Data supplied
Segment Open
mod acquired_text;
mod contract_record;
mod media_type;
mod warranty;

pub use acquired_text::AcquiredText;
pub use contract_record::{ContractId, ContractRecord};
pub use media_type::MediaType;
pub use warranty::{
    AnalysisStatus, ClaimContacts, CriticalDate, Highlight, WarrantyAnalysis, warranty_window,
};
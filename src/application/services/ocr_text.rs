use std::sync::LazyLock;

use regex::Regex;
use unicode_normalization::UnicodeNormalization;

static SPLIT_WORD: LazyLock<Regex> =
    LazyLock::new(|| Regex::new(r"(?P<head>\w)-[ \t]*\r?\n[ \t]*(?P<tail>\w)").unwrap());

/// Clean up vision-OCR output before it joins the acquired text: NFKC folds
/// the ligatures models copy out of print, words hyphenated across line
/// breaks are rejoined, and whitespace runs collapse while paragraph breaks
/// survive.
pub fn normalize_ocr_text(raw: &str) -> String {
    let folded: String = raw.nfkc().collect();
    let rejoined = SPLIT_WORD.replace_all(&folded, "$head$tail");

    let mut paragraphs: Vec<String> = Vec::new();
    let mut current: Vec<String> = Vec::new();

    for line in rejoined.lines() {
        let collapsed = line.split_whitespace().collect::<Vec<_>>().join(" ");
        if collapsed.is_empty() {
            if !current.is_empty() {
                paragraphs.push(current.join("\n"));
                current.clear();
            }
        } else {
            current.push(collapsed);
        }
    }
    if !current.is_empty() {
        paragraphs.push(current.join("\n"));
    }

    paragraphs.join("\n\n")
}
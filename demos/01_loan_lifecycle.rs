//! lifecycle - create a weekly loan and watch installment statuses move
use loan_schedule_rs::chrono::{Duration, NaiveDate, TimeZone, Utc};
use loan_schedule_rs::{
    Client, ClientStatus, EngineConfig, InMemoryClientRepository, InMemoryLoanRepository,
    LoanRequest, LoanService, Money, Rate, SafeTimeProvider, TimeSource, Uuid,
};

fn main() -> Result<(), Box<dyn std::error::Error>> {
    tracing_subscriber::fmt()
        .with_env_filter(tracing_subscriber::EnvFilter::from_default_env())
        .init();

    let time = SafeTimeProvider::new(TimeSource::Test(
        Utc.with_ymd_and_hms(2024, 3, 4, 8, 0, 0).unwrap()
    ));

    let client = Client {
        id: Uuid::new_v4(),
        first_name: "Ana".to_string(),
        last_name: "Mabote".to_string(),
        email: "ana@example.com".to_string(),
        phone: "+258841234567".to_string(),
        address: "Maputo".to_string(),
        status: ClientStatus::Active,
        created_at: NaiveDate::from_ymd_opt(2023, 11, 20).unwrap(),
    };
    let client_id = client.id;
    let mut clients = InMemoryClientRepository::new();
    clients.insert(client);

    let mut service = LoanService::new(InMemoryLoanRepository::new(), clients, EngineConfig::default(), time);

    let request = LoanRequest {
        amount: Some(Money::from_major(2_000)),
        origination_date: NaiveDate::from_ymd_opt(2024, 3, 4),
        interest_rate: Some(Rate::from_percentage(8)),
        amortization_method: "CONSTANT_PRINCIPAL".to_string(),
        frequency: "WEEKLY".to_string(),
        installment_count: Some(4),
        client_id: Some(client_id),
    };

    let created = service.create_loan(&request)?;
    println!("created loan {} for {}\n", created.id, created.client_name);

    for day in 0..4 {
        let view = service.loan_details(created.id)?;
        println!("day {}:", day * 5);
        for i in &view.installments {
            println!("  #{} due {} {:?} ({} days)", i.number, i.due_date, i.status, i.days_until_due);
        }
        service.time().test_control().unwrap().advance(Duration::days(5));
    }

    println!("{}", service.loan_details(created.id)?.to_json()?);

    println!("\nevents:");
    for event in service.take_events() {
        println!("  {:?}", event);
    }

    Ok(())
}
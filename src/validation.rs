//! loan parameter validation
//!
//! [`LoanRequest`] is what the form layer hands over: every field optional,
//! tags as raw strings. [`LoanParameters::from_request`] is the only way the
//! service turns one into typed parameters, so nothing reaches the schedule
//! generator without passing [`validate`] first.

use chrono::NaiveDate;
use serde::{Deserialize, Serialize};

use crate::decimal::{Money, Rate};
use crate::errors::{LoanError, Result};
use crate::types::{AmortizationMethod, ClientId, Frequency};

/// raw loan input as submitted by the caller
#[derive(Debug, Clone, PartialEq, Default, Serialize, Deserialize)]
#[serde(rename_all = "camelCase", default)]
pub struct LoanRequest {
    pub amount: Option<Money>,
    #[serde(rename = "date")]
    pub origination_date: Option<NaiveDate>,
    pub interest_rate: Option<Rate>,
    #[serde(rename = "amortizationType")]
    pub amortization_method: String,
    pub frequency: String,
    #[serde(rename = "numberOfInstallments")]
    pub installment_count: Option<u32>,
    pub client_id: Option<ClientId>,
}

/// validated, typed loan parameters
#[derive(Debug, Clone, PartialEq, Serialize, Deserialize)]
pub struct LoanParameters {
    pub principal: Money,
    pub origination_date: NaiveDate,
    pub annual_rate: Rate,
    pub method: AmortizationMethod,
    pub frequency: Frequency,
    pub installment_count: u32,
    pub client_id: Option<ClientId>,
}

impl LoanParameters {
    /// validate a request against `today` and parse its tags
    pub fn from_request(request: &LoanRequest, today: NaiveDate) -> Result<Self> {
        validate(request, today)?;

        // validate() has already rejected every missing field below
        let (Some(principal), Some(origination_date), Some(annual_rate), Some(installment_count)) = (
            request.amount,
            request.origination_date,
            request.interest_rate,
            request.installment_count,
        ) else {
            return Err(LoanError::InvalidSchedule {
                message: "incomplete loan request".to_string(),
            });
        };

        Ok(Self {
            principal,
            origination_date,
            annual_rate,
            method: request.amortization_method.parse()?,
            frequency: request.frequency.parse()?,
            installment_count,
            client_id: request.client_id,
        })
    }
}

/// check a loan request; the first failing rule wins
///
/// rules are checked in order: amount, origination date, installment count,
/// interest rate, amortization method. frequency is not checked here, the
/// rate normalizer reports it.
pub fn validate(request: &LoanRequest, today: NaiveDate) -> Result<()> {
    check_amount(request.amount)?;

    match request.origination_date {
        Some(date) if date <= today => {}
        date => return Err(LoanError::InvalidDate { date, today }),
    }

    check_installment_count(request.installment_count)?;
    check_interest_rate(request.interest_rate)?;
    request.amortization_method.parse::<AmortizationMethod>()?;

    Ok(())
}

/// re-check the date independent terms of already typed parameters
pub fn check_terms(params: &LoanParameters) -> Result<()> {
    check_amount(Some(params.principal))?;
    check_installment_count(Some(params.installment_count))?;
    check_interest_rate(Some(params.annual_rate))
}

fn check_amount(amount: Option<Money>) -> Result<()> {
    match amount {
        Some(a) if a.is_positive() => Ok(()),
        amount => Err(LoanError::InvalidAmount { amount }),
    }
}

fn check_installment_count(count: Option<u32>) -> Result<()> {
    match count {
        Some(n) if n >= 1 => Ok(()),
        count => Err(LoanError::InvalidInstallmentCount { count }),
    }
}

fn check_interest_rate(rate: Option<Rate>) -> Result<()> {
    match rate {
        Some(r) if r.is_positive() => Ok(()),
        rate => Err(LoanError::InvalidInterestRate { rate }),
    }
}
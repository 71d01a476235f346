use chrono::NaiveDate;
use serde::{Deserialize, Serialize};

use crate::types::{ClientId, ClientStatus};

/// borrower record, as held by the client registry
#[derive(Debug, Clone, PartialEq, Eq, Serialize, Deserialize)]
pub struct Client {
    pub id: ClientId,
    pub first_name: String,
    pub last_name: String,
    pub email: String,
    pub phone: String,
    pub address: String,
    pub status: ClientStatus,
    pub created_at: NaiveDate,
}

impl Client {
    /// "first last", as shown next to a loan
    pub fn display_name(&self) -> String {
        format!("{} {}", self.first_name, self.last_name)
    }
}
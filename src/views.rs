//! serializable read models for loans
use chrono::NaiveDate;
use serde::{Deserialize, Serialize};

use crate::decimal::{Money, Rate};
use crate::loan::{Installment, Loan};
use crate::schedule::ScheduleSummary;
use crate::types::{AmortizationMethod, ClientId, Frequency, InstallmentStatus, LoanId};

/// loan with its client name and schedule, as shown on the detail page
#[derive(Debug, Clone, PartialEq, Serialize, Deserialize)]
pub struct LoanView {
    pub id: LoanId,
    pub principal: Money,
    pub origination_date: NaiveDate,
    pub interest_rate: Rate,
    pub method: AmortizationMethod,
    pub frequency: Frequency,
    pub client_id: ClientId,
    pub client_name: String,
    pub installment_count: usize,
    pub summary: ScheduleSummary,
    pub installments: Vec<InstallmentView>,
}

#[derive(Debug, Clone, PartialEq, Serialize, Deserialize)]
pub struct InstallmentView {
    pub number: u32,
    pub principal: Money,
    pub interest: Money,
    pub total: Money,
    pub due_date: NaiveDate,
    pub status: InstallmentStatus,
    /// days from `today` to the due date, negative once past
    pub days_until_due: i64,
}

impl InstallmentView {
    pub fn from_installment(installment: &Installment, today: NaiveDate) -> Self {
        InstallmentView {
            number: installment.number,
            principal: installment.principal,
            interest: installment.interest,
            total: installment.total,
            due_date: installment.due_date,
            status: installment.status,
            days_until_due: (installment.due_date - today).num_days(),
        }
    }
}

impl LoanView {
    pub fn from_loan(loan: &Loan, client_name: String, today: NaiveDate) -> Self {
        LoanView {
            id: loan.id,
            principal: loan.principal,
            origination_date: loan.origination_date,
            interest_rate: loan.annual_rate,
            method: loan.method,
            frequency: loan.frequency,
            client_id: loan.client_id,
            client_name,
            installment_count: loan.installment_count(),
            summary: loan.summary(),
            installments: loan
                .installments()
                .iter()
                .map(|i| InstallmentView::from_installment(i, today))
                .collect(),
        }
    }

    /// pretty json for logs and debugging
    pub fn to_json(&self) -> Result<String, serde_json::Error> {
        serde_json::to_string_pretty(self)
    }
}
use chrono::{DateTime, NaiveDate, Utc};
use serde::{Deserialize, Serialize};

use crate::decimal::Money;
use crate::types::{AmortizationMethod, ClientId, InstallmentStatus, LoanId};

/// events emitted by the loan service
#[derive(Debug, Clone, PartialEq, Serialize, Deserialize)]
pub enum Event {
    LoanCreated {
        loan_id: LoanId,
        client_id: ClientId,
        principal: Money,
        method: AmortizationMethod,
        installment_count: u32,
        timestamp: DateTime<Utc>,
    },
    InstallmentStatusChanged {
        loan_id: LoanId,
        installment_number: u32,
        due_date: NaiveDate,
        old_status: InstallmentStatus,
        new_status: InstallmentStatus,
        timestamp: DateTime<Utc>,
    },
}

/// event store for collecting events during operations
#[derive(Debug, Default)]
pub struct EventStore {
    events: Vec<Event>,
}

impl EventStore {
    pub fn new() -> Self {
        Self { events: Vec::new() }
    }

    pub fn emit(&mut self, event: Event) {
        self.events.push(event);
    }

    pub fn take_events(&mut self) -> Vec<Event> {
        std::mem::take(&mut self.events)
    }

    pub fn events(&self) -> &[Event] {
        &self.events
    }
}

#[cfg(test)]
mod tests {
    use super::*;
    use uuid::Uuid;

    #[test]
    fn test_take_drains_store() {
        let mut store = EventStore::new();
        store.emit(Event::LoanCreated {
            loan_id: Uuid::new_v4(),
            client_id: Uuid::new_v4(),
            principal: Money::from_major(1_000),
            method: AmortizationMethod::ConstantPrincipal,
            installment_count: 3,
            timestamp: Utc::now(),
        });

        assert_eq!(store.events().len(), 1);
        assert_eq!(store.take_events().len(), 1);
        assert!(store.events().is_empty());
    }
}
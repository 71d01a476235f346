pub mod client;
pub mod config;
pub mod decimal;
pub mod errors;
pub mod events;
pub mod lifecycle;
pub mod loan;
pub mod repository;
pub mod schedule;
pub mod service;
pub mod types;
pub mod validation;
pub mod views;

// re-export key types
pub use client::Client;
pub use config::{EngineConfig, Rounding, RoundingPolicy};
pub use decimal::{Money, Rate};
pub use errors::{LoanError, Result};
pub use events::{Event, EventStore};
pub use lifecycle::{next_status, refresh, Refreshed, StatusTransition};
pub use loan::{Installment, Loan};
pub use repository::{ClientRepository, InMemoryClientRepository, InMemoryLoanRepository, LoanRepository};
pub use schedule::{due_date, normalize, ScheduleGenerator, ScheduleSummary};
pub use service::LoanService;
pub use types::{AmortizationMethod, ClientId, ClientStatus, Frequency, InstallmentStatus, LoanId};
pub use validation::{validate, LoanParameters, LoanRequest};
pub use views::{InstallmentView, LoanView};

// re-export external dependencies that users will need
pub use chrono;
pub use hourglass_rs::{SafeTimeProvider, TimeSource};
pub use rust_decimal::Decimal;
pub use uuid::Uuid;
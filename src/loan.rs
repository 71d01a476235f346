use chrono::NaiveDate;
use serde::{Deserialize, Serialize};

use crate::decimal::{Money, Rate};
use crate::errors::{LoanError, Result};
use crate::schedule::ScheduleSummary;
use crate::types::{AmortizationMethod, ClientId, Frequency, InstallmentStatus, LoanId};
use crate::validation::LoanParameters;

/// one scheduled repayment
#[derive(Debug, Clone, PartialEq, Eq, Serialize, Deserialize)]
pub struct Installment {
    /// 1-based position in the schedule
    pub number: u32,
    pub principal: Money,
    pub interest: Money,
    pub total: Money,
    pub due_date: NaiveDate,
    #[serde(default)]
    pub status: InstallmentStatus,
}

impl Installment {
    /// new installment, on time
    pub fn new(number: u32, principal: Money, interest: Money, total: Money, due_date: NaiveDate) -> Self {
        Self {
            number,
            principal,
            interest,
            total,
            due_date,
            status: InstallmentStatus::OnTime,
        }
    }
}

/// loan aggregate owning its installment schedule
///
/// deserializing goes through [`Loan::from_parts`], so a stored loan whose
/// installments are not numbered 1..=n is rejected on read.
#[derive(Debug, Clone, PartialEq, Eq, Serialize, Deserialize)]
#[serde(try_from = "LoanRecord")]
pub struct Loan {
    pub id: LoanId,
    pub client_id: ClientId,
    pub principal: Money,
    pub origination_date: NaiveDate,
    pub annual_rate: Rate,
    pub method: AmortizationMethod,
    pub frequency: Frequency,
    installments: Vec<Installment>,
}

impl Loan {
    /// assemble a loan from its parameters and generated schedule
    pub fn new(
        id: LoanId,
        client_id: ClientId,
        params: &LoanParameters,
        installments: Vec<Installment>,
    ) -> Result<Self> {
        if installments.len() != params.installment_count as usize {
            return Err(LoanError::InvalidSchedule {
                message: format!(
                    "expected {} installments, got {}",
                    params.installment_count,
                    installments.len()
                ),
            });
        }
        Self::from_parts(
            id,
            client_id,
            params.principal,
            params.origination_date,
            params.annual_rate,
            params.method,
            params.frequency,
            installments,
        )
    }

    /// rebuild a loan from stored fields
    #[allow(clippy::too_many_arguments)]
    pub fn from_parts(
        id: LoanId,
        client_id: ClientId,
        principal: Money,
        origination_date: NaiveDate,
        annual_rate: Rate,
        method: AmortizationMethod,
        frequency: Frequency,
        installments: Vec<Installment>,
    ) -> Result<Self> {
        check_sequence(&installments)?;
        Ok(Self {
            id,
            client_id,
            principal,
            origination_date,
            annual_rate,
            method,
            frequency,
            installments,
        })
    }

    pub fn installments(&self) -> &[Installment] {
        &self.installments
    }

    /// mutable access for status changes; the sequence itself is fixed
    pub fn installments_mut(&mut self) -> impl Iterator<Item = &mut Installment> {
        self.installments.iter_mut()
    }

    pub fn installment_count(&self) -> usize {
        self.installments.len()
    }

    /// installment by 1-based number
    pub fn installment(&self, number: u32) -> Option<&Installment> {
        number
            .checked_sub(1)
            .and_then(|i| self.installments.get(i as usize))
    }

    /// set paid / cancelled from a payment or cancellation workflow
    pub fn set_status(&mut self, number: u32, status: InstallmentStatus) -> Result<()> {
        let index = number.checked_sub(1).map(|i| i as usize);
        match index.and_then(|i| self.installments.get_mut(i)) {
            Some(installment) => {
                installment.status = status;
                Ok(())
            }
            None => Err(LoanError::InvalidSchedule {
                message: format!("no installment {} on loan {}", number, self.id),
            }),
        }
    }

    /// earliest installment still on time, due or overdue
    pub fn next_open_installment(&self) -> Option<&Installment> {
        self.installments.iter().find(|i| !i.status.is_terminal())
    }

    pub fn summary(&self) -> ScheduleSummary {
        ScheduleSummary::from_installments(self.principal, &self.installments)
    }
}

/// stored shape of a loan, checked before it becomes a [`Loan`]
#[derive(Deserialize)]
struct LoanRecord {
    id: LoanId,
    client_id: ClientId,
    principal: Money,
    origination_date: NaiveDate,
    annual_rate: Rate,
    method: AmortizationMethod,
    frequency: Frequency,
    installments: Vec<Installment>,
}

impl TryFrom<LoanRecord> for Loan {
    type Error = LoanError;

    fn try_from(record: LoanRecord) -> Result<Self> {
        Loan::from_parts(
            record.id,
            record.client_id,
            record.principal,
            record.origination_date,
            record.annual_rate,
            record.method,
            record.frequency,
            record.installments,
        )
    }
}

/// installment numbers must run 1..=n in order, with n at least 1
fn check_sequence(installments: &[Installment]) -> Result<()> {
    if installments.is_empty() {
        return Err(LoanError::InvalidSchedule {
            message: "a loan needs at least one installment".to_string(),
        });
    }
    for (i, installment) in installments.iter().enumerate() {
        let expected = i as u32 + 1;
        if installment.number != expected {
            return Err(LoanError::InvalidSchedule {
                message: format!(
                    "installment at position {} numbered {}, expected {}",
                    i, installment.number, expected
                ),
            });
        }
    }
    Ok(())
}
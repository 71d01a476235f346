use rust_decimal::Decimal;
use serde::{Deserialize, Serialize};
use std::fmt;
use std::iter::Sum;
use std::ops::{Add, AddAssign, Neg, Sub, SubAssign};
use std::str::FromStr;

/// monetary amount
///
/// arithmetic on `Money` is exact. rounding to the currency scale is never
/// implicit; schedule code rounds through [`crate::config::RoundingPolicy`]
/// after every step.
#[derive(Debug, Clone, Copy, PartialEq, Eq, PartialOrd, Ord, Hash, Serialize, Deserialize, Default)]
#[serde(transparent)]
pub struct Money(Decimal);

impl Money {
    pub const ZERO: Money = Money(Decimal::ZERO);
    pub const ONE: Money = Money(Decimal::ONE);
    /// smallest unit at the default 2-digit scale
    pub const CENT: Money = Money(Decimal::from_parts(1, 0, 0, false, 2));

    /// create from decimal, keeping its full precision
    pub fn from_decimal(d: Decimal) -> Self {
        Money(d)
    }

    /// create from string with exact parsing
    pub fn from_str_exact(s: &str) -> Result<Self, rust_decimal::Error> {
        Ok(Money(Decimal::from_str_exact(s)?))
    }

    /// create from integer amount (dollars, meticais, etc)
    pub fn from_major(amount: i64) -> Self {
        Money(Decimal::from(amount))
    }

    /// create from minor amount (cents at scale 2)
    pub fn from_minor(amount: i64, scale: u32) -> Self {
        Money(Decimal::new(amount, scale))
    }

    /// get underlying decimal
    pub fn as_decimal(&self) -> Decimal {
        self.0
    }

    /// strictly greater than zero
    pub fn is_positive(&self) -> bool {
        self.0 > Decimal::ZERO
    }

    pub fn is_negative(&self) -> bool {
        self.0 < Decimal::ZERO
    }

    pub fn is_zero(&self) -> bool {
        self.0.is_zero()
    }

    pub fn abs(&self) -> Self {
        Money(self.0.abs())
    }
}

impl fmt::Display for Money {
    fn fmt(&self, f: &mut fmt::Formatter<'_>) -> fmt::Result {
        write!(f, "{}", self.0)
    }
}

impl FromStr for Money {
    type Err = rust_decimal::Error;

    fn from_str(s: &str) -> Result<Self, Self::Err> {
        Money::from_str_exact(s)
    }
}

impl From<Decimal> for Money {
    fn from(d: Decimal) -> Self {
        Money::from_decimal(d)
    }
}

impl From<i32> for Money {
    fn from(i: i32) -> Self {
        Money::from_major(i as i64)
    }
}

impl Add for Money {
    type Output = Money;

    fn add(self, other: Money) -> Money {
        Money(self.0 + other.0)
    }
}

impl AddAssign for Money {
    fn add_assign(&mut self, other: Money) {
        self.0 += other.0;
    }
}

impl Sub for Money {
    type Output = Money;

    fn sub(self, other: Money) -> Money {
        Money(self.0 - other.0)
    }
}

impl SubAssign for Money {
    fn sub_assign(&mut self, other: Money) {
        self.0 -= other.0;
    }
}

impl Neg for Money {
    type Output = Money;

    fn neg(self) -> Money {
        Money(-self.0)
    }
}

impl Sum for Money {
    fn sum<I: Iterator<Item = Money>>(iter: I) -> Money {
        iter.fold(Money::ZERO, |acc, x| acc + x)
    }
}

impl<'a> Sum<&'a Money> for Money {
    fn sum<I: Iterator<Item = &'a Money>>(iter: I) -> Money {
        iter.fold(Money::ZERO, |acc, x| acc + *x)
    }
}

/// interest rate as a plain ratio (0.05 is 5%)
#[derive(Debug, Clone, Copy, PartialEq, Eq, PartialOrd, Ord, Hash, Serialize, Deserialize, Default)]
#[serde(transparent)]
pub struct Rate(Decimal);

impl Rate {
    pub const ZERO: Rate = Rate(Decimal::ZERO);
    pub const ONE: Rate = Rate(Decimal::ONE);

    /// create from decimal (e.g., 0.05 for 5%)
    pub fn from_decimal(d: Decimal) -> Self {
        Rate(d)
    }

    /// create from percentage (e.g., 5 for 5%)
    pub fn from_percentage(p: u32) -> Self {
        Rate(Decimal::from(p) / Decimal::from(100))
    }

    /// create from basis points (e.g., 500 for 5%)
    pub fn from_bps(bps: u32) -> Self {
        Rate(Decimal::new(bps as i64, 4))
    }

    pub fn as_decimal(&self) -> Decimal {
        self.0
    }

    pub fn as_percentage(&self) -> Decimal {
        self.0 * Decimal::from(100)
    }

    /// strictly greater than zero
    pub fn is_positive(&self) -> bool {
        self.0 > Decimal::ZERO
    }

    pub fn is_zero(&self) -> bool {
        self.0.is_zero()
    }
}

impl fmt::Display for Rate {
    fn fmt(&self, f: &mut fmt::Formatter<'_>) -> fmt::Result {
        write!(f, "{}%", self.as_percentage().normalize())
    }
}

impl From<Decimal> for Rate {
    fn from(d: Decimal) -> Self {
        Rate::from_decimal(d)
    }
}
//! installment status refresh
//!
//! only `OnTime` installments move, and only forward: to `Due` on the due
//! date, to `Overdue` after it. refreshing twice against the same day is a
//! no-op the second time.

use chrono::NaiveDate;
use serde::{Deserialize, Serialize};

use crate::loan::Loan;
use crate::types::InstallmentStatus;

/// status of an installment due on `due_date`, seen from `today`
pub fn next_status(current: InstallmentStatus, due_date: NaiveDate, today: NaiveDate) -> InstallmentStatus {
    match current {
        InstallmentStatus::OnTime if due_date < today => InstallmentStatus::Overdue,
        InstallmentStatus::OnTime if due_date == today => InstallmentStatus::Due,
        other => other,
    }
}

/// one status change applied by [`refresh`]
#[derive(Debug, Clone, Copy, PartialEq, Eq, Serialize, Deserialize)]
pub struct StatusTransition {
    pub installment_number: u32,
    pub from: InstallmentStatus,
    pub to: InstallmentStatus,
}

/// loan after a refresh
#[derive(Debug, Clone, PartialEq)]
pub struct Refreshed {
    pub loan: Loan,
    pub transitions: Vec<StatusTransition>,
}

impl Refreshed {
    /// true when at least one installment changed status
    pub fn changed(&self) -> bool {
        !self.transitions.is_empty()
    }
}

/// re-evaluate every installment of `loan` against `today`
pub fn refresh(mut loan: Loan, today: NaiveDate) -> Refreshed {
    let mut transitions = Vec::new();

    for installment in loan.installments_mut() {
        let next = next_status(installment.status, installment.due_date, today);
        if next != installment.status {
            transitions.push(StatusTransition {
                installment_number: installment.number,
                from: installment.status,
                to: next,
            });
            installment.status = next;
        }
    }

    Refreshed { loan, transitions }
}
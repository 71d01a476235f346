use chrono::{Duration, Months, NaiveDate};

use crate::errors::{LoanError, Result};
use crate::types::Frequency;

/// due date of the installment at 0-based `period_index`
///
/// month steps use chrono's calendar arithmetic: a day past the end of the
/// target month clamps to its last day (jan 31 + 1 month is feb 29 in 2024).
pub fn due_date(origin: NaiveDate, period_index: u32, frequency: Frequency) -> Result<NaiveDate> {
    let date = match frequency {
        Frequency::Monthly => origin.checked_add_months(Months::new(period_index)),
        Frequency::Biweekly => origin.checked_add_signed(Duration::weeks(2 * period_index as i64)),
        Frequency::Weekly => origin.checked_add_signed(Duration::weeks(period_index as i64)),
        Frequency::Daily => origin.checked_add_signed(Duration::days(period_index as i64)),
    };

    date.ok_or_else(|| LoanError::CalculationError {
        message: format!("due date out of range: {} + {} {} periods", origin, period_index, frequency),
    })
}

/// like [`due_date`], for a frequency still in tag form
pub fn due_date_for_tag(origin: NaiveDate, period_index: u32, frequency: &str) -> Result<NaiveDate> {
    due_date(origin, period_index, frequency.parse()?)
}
Segment Closed
Required work
Nothing but a number is expected here: how many lines above include the string "weeks".

Written response
2